France | France, Tribunal judiciaire de Paris, 3ème chambre 2ème section, 28 juin 2024, 23/05932


TRIBUNAL
JUDICIAIRE
DE PARIS



3ème chambre
2ème section


N° RG 23/05932
N° Portalis 352J-W-B7H-CZODE

N° MINUTE :


Assignation du :
29 mars 2023















JUGEMENT
rendu le 28 juin 2024
DEMANDERESSE

S.A.S. SUCRE SALE
[Adresse 2]
[Localité 4]

représentées par Maître Jean-marie LEGER de la SELEURL LEGI-ART, avocat au barreau de PARIS,vestiaire #D2159

DÉFENDERESSE

S.A.S. LE PETIT GOURMET TRAITEUR
[Adresse 1]
[Localité 3]>
représentées par Maître Christophe BORÉ de la SELARL A.K.P.R., avocat au barreau de VAL-DE-MARNE, vestiaire #PC19












Copies délivrées le :
- Maître LEGER #D2159 (exécutoire)
- Maître BORÉ #PC1...

TRIBUNAL
JUDICIAIRE
DE PARIS

3ème chambre
2ème section


N° RG 23/05932
N° Portalis 352J-W-B7H-CZODE

N° MINUTE :

Assignation du :
29 mars 2023

JUGEMENT
rendu le 28 juin 2024
DEMANDERESSE

S.A.S. SUCRE SALE
[Adresse 2]
[Localité 4]

représentées par Maître Jean-marie LEGER de la SELEURL LEGI-ART, avocat au barreau de PARIS,vestiaire #D2159

DÉFENDERESSE

S.A.S. LE PETIT GOURMET TRAITEUR
[Adresse 1]
[Localité 3]

représentées par Maître Christophe BORÉ de la SELARL A.K.P.R., avocat au barreau de VAL-DE-MARNE, vestiaire #PC19

Copies délivrées le :
- Maître LEGER #D2159 (exécutoire)
- Maître BORÉ #PC19 (ccc)

Décision du 28 Juin 2024
3ème chambre 2ème section
N° RG 23/05932 - N° Portalis 352J-W-B7H-CZODE

COMPOSITION DU TRIBUNAL

Madame Irène BENAC, Vice-Présidente
Madame Vera ZEDERMAN, Vice-présidente
Monsieur Arthur COURILLON-HAVY, Juge

assistés de Quentin CURABET, greffier

DEBATS

A l’audience du 05 Avril 2024 tenue en audience publique, avis à été donné aux avocats que la décision serait rendue le 21 Juin 2024 puis prorogé au 28 juin 2024.

JUGEMENT

Prononcé publiquement par mise à disposition au greffe
Contradictoire
En premier ressort

EXPOSE DU LITIGE

1. La société SUCRÉ SALÉ exploite une banque de photographies culinaires, proposées sur le site www.photocuisine.fr , pour lesquelles elle délivre des autorisations d'utilisation moyennant le règlement de redevances.
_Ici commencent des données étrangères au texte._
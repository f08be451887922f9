//! Ollama provider implementation
//!
//! Talks to a local (or remote) Ollama server through its chat endpoint
//! with streaming disabled. See: https://github.com/ollama/ollama/blob/main/docs/api.md
//!
//! ```no_run
//! use agent_llm::{CompletionRequest, LLMProvider, Message};
//! use agent_llm::providers::OllamaProvider;
//!
//! # async fn run() -> Result<(), Box<dyn std::error::Error>> {
//! let provider = OllamaProvider::from_env()?;
//! let request = CompletionRequest::builder("llama3")
//!     .add_message(Message::user("Hello!"))
//!     .build();
//! let response = provider.complete(request).await?;
//! println!("{}", response.message.text());
//! # Ok(())
//! # }
//! ```

use super::status_error;
use crate::{
    CompletionRequest, CompletionResponse, LLMError, LLMProvider, Message, Result, StopReason,
    TokenUsage,
};
use async_trait::async_trait;
use reqwest::Client;
use serde::{Deserialize, Serialize};
use std::time::Duration;
use tracing::{debug, instrument};

/// Default Ollama endpoint
pub const DEFAULT_OLLAMA_BASE_URL: &str = "http://localhost:11434";
const DEFAULT_TIMEOUT_SECS: u64 = 300;

/// Configuration for the Ollama provider
#[derive(Debug, Clone)]
pub struct OllamaConfig {
    /// Server base URL (default: "http://localhost:11434")
    pub base_url: String,

    /// Request timeout in seconds; local models can be slow to load
    pub timeout_secs: u64,
}

impl Default for OllamaConfig {
    fn default() -> Self {
        Self {
            base_url: DEFAULT_OLLAMA_BASE_URL.to_string(),
            timeout_secs: DEFAULT_TIMEOUT_SECS,
        }
    }
}

impl OllamaConfig {
    /// Create a config pointing at the given server
    pub fn new(base_url: impl Into<String>) -> Self {
        Self {
            base_url: base_url.into(),
            ..Self::default()
        }
    }

    /// Read `OLLAMA_BASE_URL`, falling back to the local default
    pub fn from_env() -> Self {
        std::env::var("OLLAMA_BASE_URL").map_or_else(|_| Self::default(), Self::new)
    }

    /// Set request timeout in seconds
    pub fn with_timeout(mut self, timeout_secs: u64) -> Self {
        self.timeout_secs = timeout_secs;
        self
    }

    fn chat_url(&self) -> String {
        format!("{}/api/chat", self.base_url.trim_end_matches('/'))
    }
}

/// Ollama provider
pub struct OllamaProvider {
    client: Client,
    config: OllamaConfig,
}

impl OllamaProvider {
    /// Create a provider with custom configuration
    pub fn with_config(config: OllamaConfig) -> Result<Self> {
        let client = Client::builder()
            .timeout(Duration::from_secs(config.timeout_secs))
            .build()?;
        Ok(Self { client, config })
    }

    /// Create a provider against the default local server
    pub fn new() -> Result<Self> {
        Self::with_config(OllamaConfig::default())
    }

    /// Create a provider from `OLLAMA_BASE_URL`
    pub fn from_env() -> Result<Self> {
        Self::with_config(OllamaConfig::from_env())
    }

    /// Get the current configuration
    pub fn config(&self) -> &OllamaConfig {
        &self.config
    }
}

#[async_trait]
impl LLMProvider for OllamaProvider {
    #[instrument(skip(self, request), fields(model = %request.model, base_url = %self.config.base_url))]
    async fn complete(&self, request: CompletionRequest) -> Result<CompletionResponse> {
        let body = OllamaChatRequest::from_request(&request);

        let response = self
            .client
            .post(self.config.chat_url())
            .json(&body)
            .send()
            .await?;

        if !response.status().is_success() {
            let status = response.status();
            let error_text = response.text().await?;
            return Err(status_error(status, error_text, &request.model));
        }

        let chat: OllamaChatResponse = response.json().await.map_err(|e| {
            LLMError::UnexpectedResponse(format!("Failed to parse response: {e}"))
        })?;

        debug!(
            done_reason = chat.done_reason.as_deref().unwrap_or("unknown"),
            input_tokens = chat.prompt_eval_count,
            output_tokens = chat.eval_count,
            "Received Ollama response"
        );

        Ok(chat.into_completion())
    }

    fn name(&self) -> &'static str {
        "ollama"
    }
}

// ============================================================================
// Wire types
// ============================================================================

#[derive(Debug, Serialize)]
struct OllamaChatRequest {
    model: String,
    messages: Vec<OllamaMessage>,
    stream: bool,
    options: OllamaOptions,
}

#[derive(Debug, Serialize, Deserialize)]
struct OllamaMessage {
    role: String,
    content: String,
}

#[derive(Debug, Serialize)]
struct OllamaOptions {
    num_predict: usize,
    #[serde(skip_serializing_if = "Option::is_none")]
    temperature: Option<f32>,
    #[serde(skip_serializing_if = "Option::is_none")]
    stop: Option<Vec<String>>,
}

#[derive(Debug, Deserialize)]
struct OllamaChatResponse {
    message: OllamaMessage,
    #[serde(default)]
    done_reason: Option<String>,
    #[serde(default)]
    prompt_eval_count: usize,
    #[serde(default)]
    eval_count: usize,
}

impl OllamaChatRequest {
    fn from_request(request: &CompletionRequest) -> Self {
        Self {
            model: request.model.clone(),
            messages: request
                .messages_with_system()
                .into_iter()
                .map(|m| OllamaMessage {
                    role: m.role.as_str().to_string(),
                    content: m.content,
                })
                .collect(),
            stream: false,
            options: OllamaOptions {
                num_predict: request.max_tokens,
                temperature: request.temperature,
                stop: request.stop_sequences.clone(),
            },
        }
    }
}

impl OllamaChatResponse {
    fn into_completion(self) -> CompletionResponse {
        // Ollama reports "stop" for both natural ends and stop sequences
        let stop_reason = match self.done_reason.as_deref() {
            Some("length") => StopReason::MaxTokens,
            _ => StopReason::EndTurn,
        };
        CompletionResponse {
            message: Message::assistant(self.message.content),
            stop_reason,
            usage: TokenUsage {
                input_tokens: self.prompt_eval_count,
                output_tokens: self.eval_count,
            },
        }
    }
}

#[cfg(test)]
mod tests {
    use super::*;

    #[test]
    fn test_config_defaults() {
        let config = OllamaConfig::default();
        assert_eq!(config.base_url, DEFAULT_OLLAMA_BASE_URL);
        assert_eq!(
            OllamaConfig::new("http://gpu-box:11434/").chat_url(),
            "http://gpu-box:11434/api/chat"
        );
    }

    #[test]
    fn test_request_shape() {
        let request = CompletionRequest::builder("mistral")
            .system("Be terse")
            .add_message(Message::user("Hi"))
            .max_tokens(256)
            .stop_sequences(vec!["\nObservation:".to_string()])
            .build();

        let json = serde_json::to_value(OllamaChatRequest::from_request(&request)).unwrap();
        assert_eq!(json["model"], "mistral");
        assert_eq!(json["stream"], false);
        assert_eq!(json["messages"][0]["role"], "system");
        assert_eq!(json["messages"][1]["content"], "Hi");
        assert_eq!(json["options"]["num_predict"], 256);
        assert_eq!(json["options"]["stop"][0], "\nObservation:");
        assert!(json["options"].get("temperature").is_none());
    }

    #[test]
    fn test_response_parsing() {
        let raw = r#"{
            "model": "llama3",
            "message": {"role": "assistant", "content": "Final Answer: ok"},
            "done": true,
            "done_reason": "length",
            "prompt_eval_count": 12,
            "eval_count": 4
        }"#;
        let chat: OllamaChatResponse = serde_json::from_str(raw).unwrap();
        let completion = chat.into_completion();
        assert_eq!(completion.message.text(), "Final Answer: ok");
        assert_eq!(completion.stop_reason, StopReason::MaxTokens);
        assert_eq!(completion.usage.total(), 16);
    }

    #[tokio::test]
    async fn test_unreachable_server_is_unavailable() {
        // Port 9 (discard) is closed on any sane test host
        let provider =
            OllamaProvider::with_config(OllamaConfig::new("http://127.0.0.1:9").with_timeout(5))
                .unwrap();
        let request = CompletionRequest::builder("llama3")
            .add_message(Message::user("ping"))
            .build();

        let err = provider.complete(request).await.unwrap_err();
        assert!(matches!(err, LLMError::Unavailable(_)), "got {err:?}");
    }
}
2. Ayant constaté que des photographies dont elle détient les droits d'exploitation étaient utilisées sans autorisation sur le site https://lepetitgourmet.fr dont l'éditeur est la société LE PETIT GOURMET TRAITEUR, elle a demandé à celle-ci par courriels, puis par courrier recommandé du 31 mai 2022, de cesser ses agissements.

3. En l'absence de réponse et par assignation signifiée le 29 mars 2023, la Société SUCRÉ SALÉ a saisi le tribunal judiciaire de Paris, principalement pour contrefaçon de ses droits d'auteur.

4. Au terme de ses conclusions en date du 29 septembre 2023, elle a sollicité :
- de condamner la société LE PETIT GOURMET TRAITEUR pour contrefaçon de ses droits d'auteur sur les photographies n° 60036517, 60185712, 60185711 et 60185709 ;
- subsidiairement pour comportement fautif engageant sa responsabilité civile, au paiement de la somme de 14800 euros au titre de ses préjudices patrimoniaux et 4500 euros au titre de son préjudice moral ;
- de la condamner au paiement des sommes de 3000 euros pour résistance abusive et de 10 000 euros en application de l'article 700, ainsi qu'aux dépens.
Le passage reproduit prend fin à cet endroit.